BEGIN INPUT FOR THIS TASK

use anyhow::Result;
use chrono::Utc;
use std::sync::Arc;
use std::time::Instant;
use tokio::time::MissedTickBehavior;
use tracing::{error, info, warn};

pub mod cancellation;

pub use cancellation::CancellationToken;

use crate::application::bootstrap::{
    PersistenceBootstrap, PersistenceHandle, ServicesBootstrap, ServicesHandle,
};
use crate::application::ml::{CycleReport, MlSignalService};
use crate::config::Config;
use crate::domain::ports::FeatureEngine;
use crate::infrastructure::observability::{Metrics, MetricsReporter};

pub struct Application {
    pub config: Config,
    pub persistence: PersistenceHandle,
    pub services: ServicesHandle,
    reporter: Option<MetricsReporter>,
}

impl Application {
    pub async fn build(config: Config) -> Result<Self> {
        Self::build_with_engine(config, None).await
    }

    /// Build with an external feature engine wired into the refresh step
    pub async fn build_with_engine(
        config: Config,
        feature_engine: Option<Arc<dyn FeatureEngine>>,
    ) -> Result<Self> {
        info!(
            "Building ML signal service (intervals: {:?}, primary: {})",
            config.ml.intervals, config.ml.primary_interval
        );

        let persistence = PersistenceBootstrap::init(&config.database_url).await?;
        let services = ServicesBootstrap::init(&config, &persistence, feature_engine)?;
        let reporter = config
            .observability
            .metrics_report_enabled
            .then(|| MetricsReporter::new(services.metrics.clone()));

        Ok(Self {
            config,
            persistence,
            services,
            reporter,
        })
    }

    pub fn signal_service(&self) -> &Arc<MlSignalService> {
        &self.services.signal_service
    }

    pub fn metrics(&self) -> &Metrics {
        &self.services.metrics
    }

    /// One full cycle now
    pub async fn run_cycle(&self, include_training: bool, cancel: &CancellationToken) -> CycleReport {
        let started = Instant::now();
        let report = self
            .services
            .signal_service
            .run_cycle(Utc::now(), include_training, cancel)
            .await;
        self.report(&report, started);
        report
    }

    /// Run until Ctrl-C
    pub async fn start(&self) -> Result<()> {
        let cancel = CancellationToken::new();

        let signal_cancel = cancel.clone();
        tokio::spawn(async move {
            match tokio::signal::ctrl_c().await {
                Ok(()) => {
                    info!("Received Ctrl+C signal, cancelling the running cycle.");
                    signal_cancel.cancel();
                }
                Err(err) => {
                    error!("Unable to listen for shutdown signal: {}", err);
                }
            }
        });

        self.run_scheduled(&cancel).await;
        info!("Scheduler stopped.");
        Ok(())
    }

    /// Drive training, inference and resolution on their own cadences.
    ///
    /// Steps run one at a time on this task so two runs never overlap.
    pub async fn run_scheduled(&self, cancel: &CancellationToken) {
        let schedule = &self.config.schedule;
        info!(
            "Scheduler started: inference every {:?}, training every {:?}, resolution every {:?}",
            schedule.inference_every, schedule.training_every, schedule.resolve_every
        );

        let mut training_tick = tokio::time::interval(schedule.training_every);
        let mut inference_tick = tokio::time::interval(schedule.inference_every);
        let mut resolve_tick = tokio::time::interval(schedule.resolve_every);
        for tick in [&mut training_tick, &mut inference_tick, &mut resolve_tick] {
            tick.set_missed_tick_behavior(MissedTickBehavior::Skip);
        }

        let service = &self.services.signal_service;
        loop {
            tokio::select! {
                biased;
                _ = cancel.cancelled() => break,
                _ = training_tick.tick() => {
                    let started = Instant::now();
                    match service.train(Utc::now(), cancel).await {
                        Ok(report) => self.report(&report, started),
                        Err(_) if cancel.is_cancelled() => break,
                        Err(e) => {
                            warn!("Scheduled training failed: {:#}", e);
                            service.metrics().inc_cycle_errors("training");
                        }
                    }
                }
                _ = inference_tick.tick() => {
                    let report = self.run_cycle(false, cancel).await;
                    if report.cancelled {
                        break;
                    }
                    if !report.is_ok() {
                        warn!("Cycle finished with errors: {:?}", report.first_error);
                    }
                }
                _ = resolve_tick.tick() => {
                    let started = Instant::now();
                    match service.resolve(Utc::now(), cancel).await {
                        Ok(report) => self.report(&report, started),
                        Err(_) if cancel.is_cancelled() => break,
                        Err(e) => {
                            warn!("Scheduled resolution failed: {:#}", e);
                            service.metrics().inc_cycle_errors("outcome resolution");
                        }
                    }
                }
            }
        }
    }

    fn report<T: serde::Serialize>(&self, report: &T, started: Instant) {
        if let Some(reporter) = &self.reporter {
            reporter.report(report, started.elapsed());
        }
    }
}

END INPUT FOR THIS TASK

• _PROBLEM_
Once you have read the data, copy all of it out exactly.

• _EXERCISE RESULT_
use anyhow::Result;
use chrono::Utc;
use std::sync::Arc;
use std::time::Instant;
use tokio::time::MissedTickBehavior;
use tracing::{error, info, warn};

pub mod cancellation;

pub use cancellation::CancellationToken;

use crate::application::bootstrap::{
    PersistenceBootstrap, PersistenceHandle, ServicesBootstrap, ServicesHandle,
};
use crate::application::ml::{CycleReport, MlSignalService};
use crate::config::Config;
use crate::domain::ports::FeatureEngine;
use crate::infrastructure::observability::{Metrics, MetricsReporter};

pub struct Application {
    pub config: Config,
    pub persistence: PersistenceHandle,
    pub services: ServicesHandle,
    reporter: Option<MetricsReporter>,
}

impl Application {
    pub async fn build(config: Config) -> Result<Self> {
        Self::build_with_engine(config, None).await
    }

    /// Build with an external feature engine wired into the refresh step
    pub async fn build_with_engine(
        config: Config,
        feature_engine: Option<Arc<dyn FeatureEngine>>,
    ) -> Result<Self> {
        info!(
            "Building ML signal service (intervals: {:?}, primary: {})",
            config.ml.intervals, config.ml.primary_interval
        );

        let persistence = PersistenceBootstrap::init(&config.database_url).await?;
        let services = ServicesBootstrap::init(&config, &persistence, feature_engine)?;
        let reporter = config
            .observability
            .metrics_report_enabled
            .then(|| MetricsReporter::new(services.metrics.clone()));

        Ok(Self {
            config,
            persistence,
            services,
            reporter,
        })
    }

    pub fn signal_service(&self) -> &Arc<MlSignalService> {
        &self.services.signal_service
    }

    pub fn metrics(&self) -> &Metrics {
        &self.services.metrics
    }

    /// One full cycle now
    pub async fn run_cycle(&self, include_training: bool, cancel: &CancellationToken) -> CycleReport {
        let started = Instant::now();
        let report = self
            .services
            .signal_service
            .run_cycle(Utc::now(), include_training, cancel)
            .await;
        self.report(&report, started);
        report
    }

    /// Run until Ctrl-C
    pub async fn start(&self) -> Result<()> {
        let cancel = CancellationToken::new();

        let signal_cancel = cancel.clone();
        tokio::spawn(async move {
            match tokio::signal::ctrl_c().await {
                Ok(()) => {
                    info!("Received Ctrl+C signal, cancelling the running cycle.");
                    signal_cancel.cancel();
                }
                Err(err) => {
                    error!("Unable to listen for shutdown signal: {}", err);
                }
            }
        });

        self.run_scheduled(&cancel).await;
        info!("Scheduler stopped.");
        Ok(())
    }

    /// Drive training, inference and resolution on their own cadences.
    ///
    /// Steps run one at a time on this task so two runs never overlap.
    pub async fn run_scheduled(&self, cancel: &CancellationToken) {
        let schedule = &self.config.schedule;
        info!(
            "Scheduler started: inference every {:?}, training every {:?}, resolution every {:?}",
            schedule.inference_every, schedule.training_every, schedule.resolve_every
        );

        let mut training_tick = tokio::time::interval(schedule.training_every);
        let mut inference_tick = tokio::time::interval(schedule.inference_every);
        let mut resolve_tick = tokio::time::interval(schedule.resolve_every);
        for tick in [&mut training_tick, &mut inference_tick, &mut resolve_tick] {
            tick.set_missed_tick_behavior(MissedTickBehavior::Skip);
        }

        let service = &self.services.signal_service;
        loop {
            tokio::select! {
                biased;
                _ = cancel.cancelled() => break,
                _ = training_tick.tick() => {
                    let started = Instant::now();
                    match service.train(Utc::now(), cancel).await {
                        Ok(report) => self.report(&report, started),
                        Err(_) if cancel.is_cancelled() => break,
                        Err(e) => {
                            warn!("Scheduled training failed: {:#}", e);
                            service.metrics().inc_cycle_errors("training");
                        }
                    }
                }
                _ = inference_tick.tick() => {
                    let report = self.run_cycle(false, cancel).await;
                    if report.cancelled {
                        break;
                    }
                    if !report.is_ok() {
                        warn!("Cycle finished with errors: {:?}", report.first_error);
                    }
                }
                _ = resolve_tick.tick() => {
                    let started = Instant::now();
                    match service.resolve(Utc::now(), cancel).await {
                        Ok(report) => self.report(&report, started),
                        Err(_) if cancel.is_cancelled() => break,
                        Err(e) => {
                            warn!("Scheduled resolution failed: {:#}", e);
                            service.metrics().inc_cycle_errors("outcome resolution");
                        }
                    }
                }
            }
        }
    }

    fn report<T: serde::Serialize>(&self, report: &T, started: Instant) {
        if let Some(reporter) = &self.reporter {
            reporter.report(report, started.elapsed());
        }
    }
}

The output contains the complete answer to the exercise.